October is breast cancer awareness month, and in light of our recent PDx (PD1 / PD-L1) analysis, our team decided to take a closer look at the potential for these paradigm-shifting therapies to make a difference for patients diagnosed with breast cancer.
While no PDx brand has yet achieved marketing authorisation for breast cancer, four of the five existing PDxs have a trial underway, with $ROG’s TECENTRIQ™ (atezolizumab), $BMY’s OPDIVO™ (nivolumab), and $MRK’s KEYTRUDA™ (pembrolizumab) leading the way. Thus far, the investigative focus has been on the triple-negative breast cancer (TNBC) population – patients whose cancer cells do not present with any of the three most common receptors associated with tumour growth: estrogen, progesterone, or HER-2. Based on the latest research, TNBC tumours appear to be more sensitive to immune-based therapy than hormone-sensitive tumours. The potential that these PDxs hold is especially important given the level of unmet need in the TNBC population, which often affects women under 40 – and the existing treatment options are limited to chemotherapies that carry well-known risks and toxicities. The lack of a targeted therapy in this patient population is a glaring gap, and the PDxs are likely to be the first to fill it.

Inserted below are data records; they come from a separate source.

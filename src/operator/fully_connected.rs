use super::{
    BackwardFn, Forward, InferredShapes, Operator, check_grads, check_known, check_shape,
    check_supplied, input_count_error,
};
use crate::TensorFloat;
use crate::backend::Backend;
use crate::error::{OpError, Result};
use crate::kwargs::Kwargs;
use crate::ops::{cpu, dispatch};
use crate::tensors::{Shape, Tensor};

const NAME: &str = "FullyConnected";
const INPUTS: &[&str] = &["data", "weight", "bias"];
const INPUTS_NO_BIAS: &[&str] = &["data", "weight"];

/// Dense layer, `y = x·Wᵀ + b`.
///
/// With `flatten` the data is viewed as `(batch, everything else)`; without it
/// only the last axis is contracted and the leading axes are kept.
#[derive(Debug, Clone, Copy, PartialEq, Eq)]
pub struct FullyConnected {
    pub num_hidden: usize,
    pub no_bias: bool,
    pub flatten: bool,
}

impl FullyConnected {
    /// Reads `num_hidden` (required, positive), `no_bias` and `flatten`.
    ///
    /// # Errors
    /// Missing or non-positive `num_hidden`, malformed flags, or any undeclared argument.
    pub fn from_kwargs(kwargs: &Kwargs) -> Result<Self> {
        kwargs.ensure_known(NAME, &["num_hidden", "no_bias", "flatten"])?;
        let num_hidden: usize = kwargs.require(NAME, "num_hidden")?;
        if num_hidden == 0 {
            return Err(OpError::InvalidArgument {
                op: NAME.to_owned(),
                key: "num_hidden".to_owned(),
                value: "0".to_owned(),
                reason: "must be positive".to_owned(),
            });
        }
        Ok(Self {
            num_hidden,
            no_bias: kwargs.flag_or(NAME, "no_bias", false)?,
            flatten: kwargs.flag_or(NAME, "flatten", true)?,
        })
    }

    /// `(rows, K)` of the data viewed as a matrix.
    fn data_matrix(&self, data: &Shape) -> Result<(usize, usize)> {
        if data.ndim() == 0 {
            return Err(OpError::InvalidShape {
                shape: data.to_string(),
                reason: format!("{NAME} data needs at least one axis"),
            });
        }
        Ok(if self.flatten {
            data.flat_2d()
        } else {
            data.flat_last()
        })
    }

    fn output_shape(&self, data: &Shape) -> Shape {
        let dims = data.dims();
        let mut out = if self.flatten {
            dims[..1].to_vec()
        } else {
            dims[..dims.len() - 1].to_vec()
        };
        out.push(self.num_hidden);
        out.into()
    }

    fn param_shapes(&self, k: usize) -> (Shape, Shape) {
        (Shape::from([self.num_hidden, k]), Shape::from([self.num_hidden]))
    }
}

impl Operator for FullyConnected {
    fn name(&self) -> &'static str {
        NAME
    }

    fn input_names(&self) -> &'static [&'static str] {
        if self.no_bias { INPUTS_NO_BIAS } else { INPUTS }
    }

    fn backward_name(&self) -> Option<&'static str> {
        Some("_backward_FullyConnected")
    }

    fn infer_shapes(&self, known: &[Shape]) -> Result<InferredShapes> {
        let names = self.input_names();
        check_known(NAME, names, known)?;
        let data = known[0].clone();
        let (_, k) = self.data_matrix(&data)?;
        let (weight, bias) = self.param_shapes(k);

        let mut inputs = vec![data.clone(), weight];
        if !self.no_bias {
            inputs.push(bias);
        }
        check_supplied(NAME, names, &inputs, known)?;
        Ok(InferredShapes {
            inputs,
            outputs: vec![self.output_shape(&data)],
        })
    }

    fn forward(
        &self,
        backend: Backend,
        inputs: &mut [Tensor<TensorFloat>],
        want_backward: bool,
    ) -> Result<Forward> {
        let expected = self.input_names().len();
        let (data, weight, bias) = match (&*inputs, self.no_bias) {
            ([data, weight], true) => (data, weight, None),
            ([data, weight, bias], false) => (data, weight, Some(bias)),
            _ => return Err(input_count_error(NAME, expected, inputs.len())),
        };

        let (m, k) = self.data_matrix(&data.shape)?;
        let n = self.num_hidden;
        let (weight_shape, bias_shape) = self.param_shapes(k);
        check_shape(NAME, "weight", &weight_shape, &weight.shape)?;
        if let Some(bias) = bias {
            check_shape(NAME, "bias", &bias_shape, &bias.shape)?;
        }

        let out = dispatch::fully_connected(
            backend,
            &data.data,
            &weight.data,
            bias.map(|b| &b.data[..]),
            m,
            k,
            n,
        );
        let output = Tensor::new(self.output_shape(&data.shape), out);

        let backward = want_backward.then(|| {
            let data = data.clone();
            let weight = weight.clone();
            let out_shape = output.shape.clone();
            let with_bias = !self.no_bias;
            let back: BackwardFn = Box::new(
                move |grads: &[Tensor<TensorFloat>]| -> Result<Vec<Tensor<TensorFloat>>> {
                    check_grads(NAME, grads, &[&out_shape])?;
                    let dy = &grads[0].data;

                    let dx = cpu::matmul_nn(dy, &weight.data, m, n, k);
                    let dw = cpu::matmul_tn(dy, &data.data, m, n, k);
                    let mut result = vec![
                        Tensor::new(data.shape.clone(), dx),
                        Tensor::new(weight.shape.clone(), dw),
                    ];
                    if with_bias {
                        result.push(Tensor::new([n], cpu::sum_rows(dy, m, n)));
                    }
                    Ok(result)
                },
            );
            back
        });

        Ok(Forward {
            outputs: vec![output],
            backward,
        })
    }
}

#[cfg(test)]
mod tests {
    use super::*;
    use crate::approx::approx_eq;
    use crate::tensor;

    fn op(pairs: &[(&str, &str)]) -> FullyConnected {
        FullyConnected::from_kwargs(&pairs.iter().copied().collect()).unwrap()
    }

    #[test]
    fn parses_arguments() {
        let fc = op(&[("no_bias", "true"), ("num_hidden", "250")]);
        assert_eq!(fc.num_hidden, 250);
        assert!(fc.no_bias);
        assert!(fc.flatten);
        assert_eq!(fc.input_names(), ["data", "weight"]);

        assert!(matches!(
            FullyConnected::from_kwargs(&Kwargs::from([("num_hidden", "0")])),
            Err(OpError::InvalidArgument { .. })
        ));
        assert!(matches!(
            FullyConnected::from_kwargs(&Kwargs::from([("no_bias", "true")])),
            Err(OpError::MissingArgument { .. })
        ));
    }

    #[test]
    fn flattened_shapes() {
        let fc = op(&[("no_bias", "true"), ("num_hidden", "250")]);
        let shapes = fc
            .infer_shapes(&[Shape::from([1, 2, 64, 64]), Shape::from([250, 8192])])
            .unwrap();
        assert_eq!(shapes.inputs[1], Shape::from([250, 8192]));
        assert_eq!(shapes.outputs, vec![Shape::from([1, 250])]);

        let err = fc
            .infer_shapes(&[Shape::from([1, 1, 28, 28]), Shape::from([250, 1728])])
            .unwrap_err();
        assert_eq!(
            err,
            OpError::ShapeMismatch {
                op: NAME.into(),
                input: "weight".into(),
                expected: "(250,784)".into(),
                found: "(250,1728)".into(),
            }
        );
    }

    #[test]
    fn unflattened_shapes_keep_leading_axes() {
        let fc = op(&[("num_hidden", "4"), ("flatten", "false")]);
        let shapes = fc.infer_shapes(&[Shape::from([2, 3, 5])]).unwrap();
        assert_eq!(
            shapes.inputs,
            vec![Shape::from([2, 3, 5]), Shape::from([4, 5]), Shape::from([4])]
        );
        assert_eq!(shapes.outputs, vec![Shape::from([2, 3, 4])]);
        assert!(fc.infer_shapes(&[Shape::default()]).is_err());
    }

    #[test]
    fn forward_and_gradients() {
        let fc = op(&[("num_hidden", "2")]);
        // x: 2x3, W: 2x3, b: 2
        let mut inputs = vec![
            tensor!([[1.0, 2.0, 3.0], [0.0, -1.0, 1.0]]),
            tensor!([[1.0, 0.0, -1.0], [0.5, 0.5, 0.5]]),
            tensor!([0.1, -0.2]),
        ];
        let fwd = fc.forward(Backend::Cpu, &mut inputs, true).unwrap();
        assert_eq!(fwd.outputs[0].shape, Shape::from([2, 2]));
        assert!(approx_eq(&fwd.outputs[0].data[..], &[-1.9, 2.8, -0.9, -0.2][..]));

        let back = fwd.backward.unwrap();
        let grads = back(&[tensor!([[1.0, 0.0], [0.0, 2.0]])]).unwrap();
        assert_eq!(grads.len(), 3);
        // dx = dy·W
        assert!(approx_eq(&grads[0].data[..], &[1.0, 0.0, -1.0, 1.0, 1.0, 1.0][..]));
        // dW = dyᵀ·x
        assert!(approx_eq(&grads[1].data[..], &[1.0, 2.0, 3.0, 0.0, -2.0, 2.0][..]));
        // db = Σ dy
        assert!(approx_eq(&grads[2].data[..], &[1.0, 2.0][..]));
    }

    #[test]
    fn no_bias_gradients_and_input_checks() {
        let fc = op(&[("num_hidden", "1"), ("no_bias", "1")]);
        let mut inputs = vec![tensor!([[[2.0, 3.0]]]), tensor!([[1.0, 1.0]])];
        let fwd = fc.forward(Backend::Cpu, &mut inputs, true).unwrap();
        assert_eq!(fwd.outputs[0].data, vec![5.0]);
        let grads = (fwd.backward.unwrap())(&[tensor!([[1.0]])]).unwrap();
        assert_eq!(grads.len(), 2);
        assert_eq!(grads[0].shape.dims(), &[1, 1, 2]);

        let mut three = vec![tensor!([[1.0]]), tensor!([[1.0]]), tensor!([1.0])];
        assert!(matches!(
            fc.forward(Backend::Cpu, &mut three, false),
            Err(OpError::InputCount { expected: 2, found: 3, .. })
        ));
    }

    #[test]
    fn unflattened_forward_and_gradients() {
        let fc = op(&[("num_hidden", "2"), ("flatten", "false")]);
        // x: 1x2x3, W: 2x3, b: 2
        let mut inputs = vec![
            tensor!([[[1.0, 2.0, 3.0], [0.0, -1.0, 1.0]]]),
            tensor!([[1.0, 0.0, -1.0], [0.5, 0.5, 0.5]]),
            tensor!([0.1, -0.2]),
        ];
        let fwd = fc.forward(Backend::Cpu, &mut inputs, true).unwrap();
        assert_eq!(fwd.outputs[0].shape, Shape::from([1, 2, 2]));
        assert!(approx_eq(&fwd.outputs[0].data[..], &[-1.9, 2.8, -0.9, -0.2][..]));

        let back = fwd.backward.unwrap();
        let grads = back(&[tensor!([[[1.0, 0.0], [0.0, 2.0]]])]).unwrap();
        assert_eq!(grads[0].shape, Shape::from([1, 2, 3]));
        assert!(approx_eq(&grads[0].data[..], &[1.0, 0.0, -1.0, 1.0, 1.0, 1.0][..]));
        assert_eq!(grads[1].shape, Shape::from([2, 3]));
        assert!(approx_eq(&grads[1].data[..], &[1.0, 2.0, 3.0, 0.0, -2.0, 2.0][..]));
        assert!(approx_eq(&grads[2].data[..], &[1.0, 2.0][..]));
    }
}
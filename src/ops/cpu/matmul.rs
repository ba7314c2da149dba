//! Row-parallel matrix products over flat row-major slices.
//!
//! The three layouts cover a fully-connected layer: `x·Wᵀ` forward,
//! `dy·W` for the data gradient and `dyᵀ·x` for the weight gradient.

use rayon::prelude::*;

use crate::TensorFloat;

/// `C = A · Bᵀ` with `A: m×k`, `B: n×k`, `C: m×n`.
pub fn matmul_nt(
    a: &[TensorFloat],
    b: &[TensorFloat],
    m: usize,
    k: usize,
    n: usize,
) -> Vec<TensorFloat> {
    assert_eq!(a.len(), m * k, "matmul_nt lhs size mismatch");
    assert_eq!(b.len(), n * k, "matmul_nt rhs size mismatch");

    let mut out = vec![0.0; m * n];
    if k == 0 {
        return out;
    }
    out.par_chunks_mut(n.max(1))
        .zip(a.par_chunks(k))
        .for_each(|(row, a_row)| {
            for (j, c) in row.iter_mut().enumerate() {
                let b_row = &b[j * k..(j + 1) * k];
                *c = a_row.iter().zip(b_row).map(|(x, y)| x * y).sum::<TensorFloat>();
            }
        });
    out
}

/// `C = A · B` with `A: m×k`, `B: k×n`, `C: m×n`.
pub fn matmul_nn(
    a: &[TensorFloat],
    b: &[TensorFloat],
    m: usize,
    k: usize,
    n: usize,
) -> Vec<TensorFloat> {
    assert_eq!(a.len(), m * k, "matmul_nn lhs size mismatch");
    assert_eq!(b.len(), k * n, "matmul_nn rhs size mismatch");

    let mut out = vec![0.0; m * n];
    if k == 0 || n == 0 {
        return out;
    }
    out.par_chunks_mut(n)
        .zip(a.par_chunks(k))
        .for_each(|(row, a_row)| {
            // i-l-j order keeps the inner loop contiguous in both B and C
            for (l, &a_il) in a_row.iter().enumerate() {
                let b_row = &b[l * n..(l + 1) * n];
                for (c, &b_lj) in row.iter_mut().zip(b_row) {
                    *c += a_il * b_lj;
                }
            }
        });
    out
}

/// `C = Aᵀ · B` with `A: m×n`, `B: m×k`, `C: n×k`.
pub fn matmul_tn(
    a: &[TensorFloat],
    b: &[TensorFloat],
    m: usize,
    n: usize,
    k: usize,
) -> Vec<TensorFloat> {
    assert_eq!(a.len(), m * n, "matmul_tn lhs size mismatch");
    assert_eq!(b.len(), m * k, "matmul_tn rhs size mismatch");

    let mut out = vec![0.0; n * k];
    if k == 0 {
        return out;
    }
    out.par_chunks_mut(k).enumerate().for_each(|(j, row)| {
        for i in 0..m {
            let a_ij = a[i * n + j];
            if a_ij == 0.0 {
                continue;
            }
            let b_row = &b[i * k..(i + 1) * k];
            for (c, &b_il) in row.iter_mut().zip(b_row) {
                *c += a_ij * b_il;
            }
        }
    });
    out
}

/// Column sums of an `m×n` matrix.
pub fn sum_rows(a: &[TensorFloat], m: usize, n: usize) -> Vec<TensorFloat> {
    assert_eq!(a.len(), m * n, "sum_rows size mismatch");
    (0..n)
        .into_par_iter()
        .map(|j| (0..m).map(|i| a[i * n + j]).sum::<TensorFloat>())
        .collect()
}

Early trial results in this TNBC population are encouraging. Some of the most compelling data involves $ROG’s TECENTRIQ™, which was able to show that all responders were alive at 12 months, while only 38% of non-responders were still alive. While their sample sizes are small, expansion studies exploring these patients in greater detail lead to even more impressive results – all TECENTRIQ™ were alive at 12 and 24 months, while only 33% and 11% of non-responders were alive at these points. Despite dwindling patient samples, the data is even more interesting as subpopulations are explored, including those who were previously treated or not, as well as those with high vs. low PD-L1 expression. Indeed, there is hope for TECENTRIQ™ in TNBC – the response rate may be imperfect, but for those who have success, it is the kind of mid-term range survival (thus far) that truly excites oncologists, their patients, and caregivers.
The data is more limited for $BMY, who is also pursuing TNBC approval for OPDIVO™ – but in combination with IPI-549 ($INFI), an oral PI3K-gamma inhibitor presently PHASE I/Ib trials. As well, $MRK is anything but shy when it comes to investigating KEYTRUDA™ in TNBC – exploring several partnerships, including one with $INCY exploring a combination with their pipeline asset, epacadostat, as well as with $ESALF’s HALAVIN™ (eribulin). Indeed, these combinations may be necessary for $MRK’s KEYTRUDA™ to be successful following news earlier this year that its use as a monotherapy treatment in TNBC led to only a 5% response rate among 170 previously treated patients. $MRK is likely looking to raise this rate before revisiting monotherapy studies, but clearly those 5% are also worth looking at more closely.
TNBC is not just a single disease – it has several subtypes, and it is for this reason that PDxs have not demonstrated as sweepingly positive results across patients in this challenging population as some may have expected. These companies are slicing their data and assessing diagnostic methods to identify which criteria best define the excellent results that some PDxs are demonstrating in TNBC. It may not be the greatest driver of the brands’ bottom-line, but it would literally mean the world to some TNBC patients.